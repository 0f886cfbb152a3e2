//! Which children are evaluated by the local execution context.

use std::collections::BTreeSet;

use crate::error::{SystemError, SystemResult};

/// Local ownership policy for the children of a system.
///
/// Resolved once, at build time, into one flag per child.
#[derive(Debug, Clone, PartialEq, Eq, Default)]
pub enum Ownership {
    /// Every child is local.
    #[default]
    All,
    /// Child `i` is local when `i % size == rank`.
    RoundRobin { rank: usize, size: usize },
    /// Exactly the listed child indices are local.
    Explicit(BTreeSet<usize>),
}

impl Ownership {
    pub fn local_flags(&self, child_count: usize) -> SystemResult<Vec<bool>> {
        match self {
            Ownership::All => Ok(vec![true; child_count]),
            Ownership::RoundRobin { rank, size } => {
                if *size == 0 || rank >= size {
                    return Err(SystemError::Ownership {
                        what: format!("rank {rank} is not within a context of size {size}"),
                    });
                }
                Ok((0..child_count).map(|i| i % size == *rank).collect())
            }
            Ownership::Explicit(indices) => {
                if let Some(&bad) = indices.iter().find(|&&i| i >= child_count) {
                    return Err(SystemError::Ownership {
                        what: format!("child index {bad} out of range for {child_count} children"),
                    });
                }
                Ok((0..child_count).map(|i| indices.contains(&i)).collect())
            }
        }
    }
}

#####

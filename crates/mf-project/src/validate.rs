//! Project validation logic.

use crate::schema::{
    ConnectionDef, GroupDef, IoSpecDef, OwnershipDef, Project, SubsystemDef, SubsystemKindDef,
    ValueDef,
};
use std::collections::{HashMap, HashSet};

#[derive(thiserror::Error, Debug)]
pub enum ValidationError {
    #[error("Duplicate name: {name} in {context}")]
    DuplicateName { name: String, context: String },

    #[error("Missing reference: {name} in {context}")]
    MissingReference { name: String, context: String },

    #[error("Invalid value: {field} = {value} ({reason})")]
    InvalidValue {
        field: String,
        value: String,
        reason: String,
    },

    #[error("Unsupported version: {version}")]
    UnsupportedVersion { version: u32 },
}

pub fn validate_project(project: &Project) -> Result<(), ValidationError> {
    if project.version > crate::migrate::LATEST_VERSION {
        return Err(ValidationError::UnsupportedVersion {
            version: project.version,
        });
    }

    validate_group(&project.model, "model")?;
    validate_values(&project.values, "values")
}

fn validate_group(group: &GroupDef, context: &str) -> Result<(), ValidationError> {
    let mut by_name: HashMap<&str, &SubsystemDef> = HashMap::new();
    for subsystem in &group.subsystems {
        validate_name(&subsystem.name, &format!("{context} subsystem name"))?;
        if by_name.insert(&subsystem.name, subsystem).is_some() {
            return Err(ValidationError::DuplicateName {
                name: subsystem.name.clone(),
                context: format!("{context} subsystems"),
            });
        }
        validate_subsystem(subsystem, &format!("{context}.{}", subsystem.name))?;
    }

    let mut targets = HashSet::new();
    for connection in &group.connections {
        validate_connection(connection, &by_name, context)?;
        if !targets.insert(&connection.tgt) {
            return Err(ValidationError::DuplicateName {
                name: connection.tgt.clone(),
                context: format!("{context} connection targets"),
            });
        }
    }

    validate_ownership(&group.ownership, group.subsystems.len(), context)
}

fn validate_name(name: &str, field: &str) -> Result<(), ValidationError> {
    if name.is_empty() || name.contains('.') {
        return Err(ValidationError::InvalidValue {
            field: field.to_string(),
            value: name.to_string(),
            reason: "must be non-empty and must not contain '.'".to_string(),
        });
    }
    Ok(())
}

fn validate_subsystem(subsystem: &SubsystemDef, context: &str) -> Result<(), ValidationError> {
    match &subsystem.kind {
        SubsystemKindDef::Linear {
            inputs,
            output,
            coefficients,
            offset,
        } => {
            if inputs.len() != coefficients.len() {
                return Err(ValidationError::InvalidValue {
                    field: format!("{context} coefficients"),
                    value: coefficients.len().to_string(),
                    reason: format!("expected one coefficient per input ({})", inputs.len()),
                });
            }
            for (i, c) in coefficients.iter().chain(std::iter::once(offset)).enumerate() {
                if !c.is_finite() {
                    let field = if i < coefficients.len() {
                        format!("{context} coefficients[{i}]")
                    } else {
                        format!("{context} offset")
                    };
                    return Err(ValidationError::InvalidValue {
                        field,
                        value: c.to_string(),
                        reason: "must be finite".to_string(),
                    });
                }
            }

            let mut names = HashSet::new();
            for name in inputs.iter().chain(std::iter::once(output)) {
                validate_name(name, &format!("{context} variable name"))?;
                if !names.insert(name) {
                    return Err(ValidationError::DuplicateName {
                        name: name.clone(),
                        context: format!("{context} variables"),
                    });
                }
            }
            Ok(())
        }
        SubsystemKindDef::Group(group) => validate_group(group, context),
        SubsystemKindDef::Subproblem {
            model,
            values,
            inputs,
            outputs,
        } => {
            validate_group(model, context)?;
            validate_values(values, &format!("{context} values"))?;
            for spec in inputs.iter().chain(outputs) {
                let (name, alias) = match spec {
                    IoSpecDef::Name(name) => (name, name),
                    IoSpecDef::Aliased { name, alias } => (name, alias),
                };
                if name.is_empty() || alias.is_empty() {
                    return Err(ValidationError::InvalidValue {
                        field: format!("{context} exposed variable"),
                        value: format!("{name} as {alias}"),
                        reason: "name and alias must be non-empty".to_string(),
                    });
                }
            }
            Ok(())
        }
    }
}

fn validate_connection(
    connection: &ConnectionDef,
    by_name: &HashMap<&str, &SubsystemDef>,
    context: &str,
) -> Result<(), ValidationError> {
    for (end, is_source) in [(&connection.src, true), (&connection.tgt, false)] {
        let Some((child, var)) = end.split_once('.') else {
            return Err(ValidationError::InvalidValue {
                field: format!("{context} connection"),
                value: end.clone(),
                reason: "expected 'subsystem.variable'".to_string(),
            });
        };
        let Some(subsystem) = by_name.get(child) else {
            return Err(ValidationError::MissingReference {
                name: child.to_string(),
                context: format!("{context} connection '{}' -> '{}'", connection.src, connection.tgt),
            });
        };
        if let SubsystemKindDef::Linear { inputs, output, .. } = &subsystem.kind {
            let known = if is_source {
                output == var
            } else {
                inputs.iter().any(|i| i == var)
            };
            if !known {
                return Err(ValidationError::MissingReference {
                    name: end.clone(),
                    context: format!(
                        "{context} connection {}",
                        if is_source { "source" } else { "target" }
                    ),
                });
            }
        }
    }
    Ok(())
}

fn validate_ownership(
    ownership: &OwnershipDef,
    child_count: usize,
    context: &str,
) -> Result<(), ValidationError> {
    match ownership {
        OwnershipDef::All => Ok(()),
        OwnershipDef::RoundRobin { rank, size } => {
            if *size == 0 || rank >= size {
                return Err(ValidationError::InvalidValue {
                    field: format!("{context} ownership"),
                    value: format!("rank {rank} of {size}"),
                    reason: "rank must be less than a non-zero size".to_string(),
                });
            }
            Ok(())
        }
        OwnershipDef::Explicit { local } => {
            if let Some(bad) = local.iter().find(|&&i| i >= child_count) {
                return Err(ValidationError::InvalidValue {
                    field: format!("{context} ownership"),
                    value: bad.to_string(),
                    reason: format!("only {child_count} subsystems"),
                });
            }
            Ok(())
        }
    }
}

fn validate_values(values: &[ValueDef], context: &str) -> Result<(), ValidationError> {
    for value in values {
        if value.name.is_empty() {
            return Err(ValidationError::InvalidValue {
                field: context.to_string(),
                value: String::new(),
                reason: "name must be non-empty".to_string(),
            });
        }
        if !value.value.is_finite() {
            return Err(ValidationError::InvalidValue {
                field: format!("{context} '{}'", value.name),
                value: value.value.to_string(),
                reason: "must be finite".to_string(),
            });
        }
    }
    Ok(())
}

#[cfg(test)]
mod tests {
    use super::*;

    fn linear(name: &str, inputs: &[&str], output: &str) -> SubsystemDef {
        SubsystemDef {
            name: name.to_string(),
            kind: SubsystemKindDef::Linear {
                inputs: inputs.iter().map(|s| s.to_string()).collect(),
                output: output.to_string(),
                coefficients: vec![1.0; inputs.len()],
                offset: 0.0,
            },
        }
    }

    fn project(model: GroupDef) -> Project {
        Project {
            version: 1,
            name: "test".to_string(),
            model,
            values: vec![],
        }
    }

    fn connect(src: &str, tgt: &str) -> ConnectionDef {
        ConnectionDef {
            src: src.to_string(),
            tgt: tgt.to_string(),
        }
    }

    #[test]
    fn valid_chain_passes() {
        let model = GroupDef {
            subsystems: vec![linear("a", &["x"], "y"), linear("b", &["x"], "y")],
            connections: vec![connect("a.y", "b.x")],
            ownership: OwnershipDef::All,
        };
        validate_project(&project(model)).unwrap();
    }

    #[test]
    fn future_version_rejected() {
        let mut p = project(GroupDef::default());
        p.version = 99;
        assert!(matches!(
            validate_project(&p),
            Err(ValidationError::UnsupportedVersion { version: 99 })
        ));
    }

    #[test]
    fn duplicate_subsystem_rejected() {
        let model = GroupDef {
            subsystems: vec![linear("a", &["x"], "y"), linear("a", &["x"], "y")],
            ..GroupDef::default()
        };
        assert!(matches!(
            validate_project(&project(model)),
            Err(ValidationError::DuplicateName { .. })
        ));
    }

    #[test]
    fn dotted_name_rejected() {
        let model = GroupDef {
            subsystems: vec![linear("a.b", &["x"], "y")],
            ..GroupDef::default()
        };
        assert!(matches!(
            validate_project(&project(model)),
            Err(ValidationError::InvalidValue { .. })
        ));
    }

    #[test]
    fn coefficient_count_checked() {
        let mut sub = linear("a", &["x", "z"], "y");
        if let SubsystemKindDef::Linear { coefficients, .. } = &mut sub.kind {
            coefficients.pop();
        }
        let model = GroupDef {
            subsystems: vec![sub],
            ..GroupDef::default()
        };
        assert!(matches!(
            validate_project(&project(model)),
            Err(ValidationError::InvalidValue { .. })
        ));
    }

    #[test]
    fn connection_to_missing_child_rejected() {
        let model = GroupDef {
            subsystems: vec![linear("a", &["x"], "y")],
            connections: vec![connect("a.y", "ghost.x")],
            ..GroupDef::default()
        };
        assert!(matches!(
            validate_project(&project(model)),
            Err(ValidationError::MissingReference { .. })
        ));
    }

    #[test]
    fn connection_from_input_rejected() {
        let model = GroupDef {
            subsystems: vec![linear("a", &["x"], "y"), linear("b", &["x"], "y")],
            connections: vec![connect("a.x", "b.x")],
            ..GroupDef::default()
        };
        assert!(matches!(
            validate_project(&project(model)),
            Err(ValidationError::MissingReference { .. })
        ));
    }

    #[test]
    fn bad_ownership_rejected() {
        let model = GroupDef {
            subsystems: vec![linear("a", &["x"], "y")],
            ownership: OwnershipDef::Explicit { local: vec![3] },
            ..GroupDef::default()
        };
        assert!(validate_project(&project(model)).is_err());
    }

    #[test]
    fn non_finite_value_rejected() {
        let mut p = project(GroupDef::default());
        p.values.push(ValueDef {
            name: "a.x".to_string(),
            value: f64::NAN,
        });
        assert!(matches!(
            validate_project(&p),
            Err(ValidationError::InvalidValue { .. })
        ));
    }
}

#####

Read through the entries above and copy each line that has the string "ValueDef" in it.

    ValueDef,
fn validate_values(values: &[ValueDef], context: &str) -> Result<(), ValidationError> {
        p.values.push(ValueDef {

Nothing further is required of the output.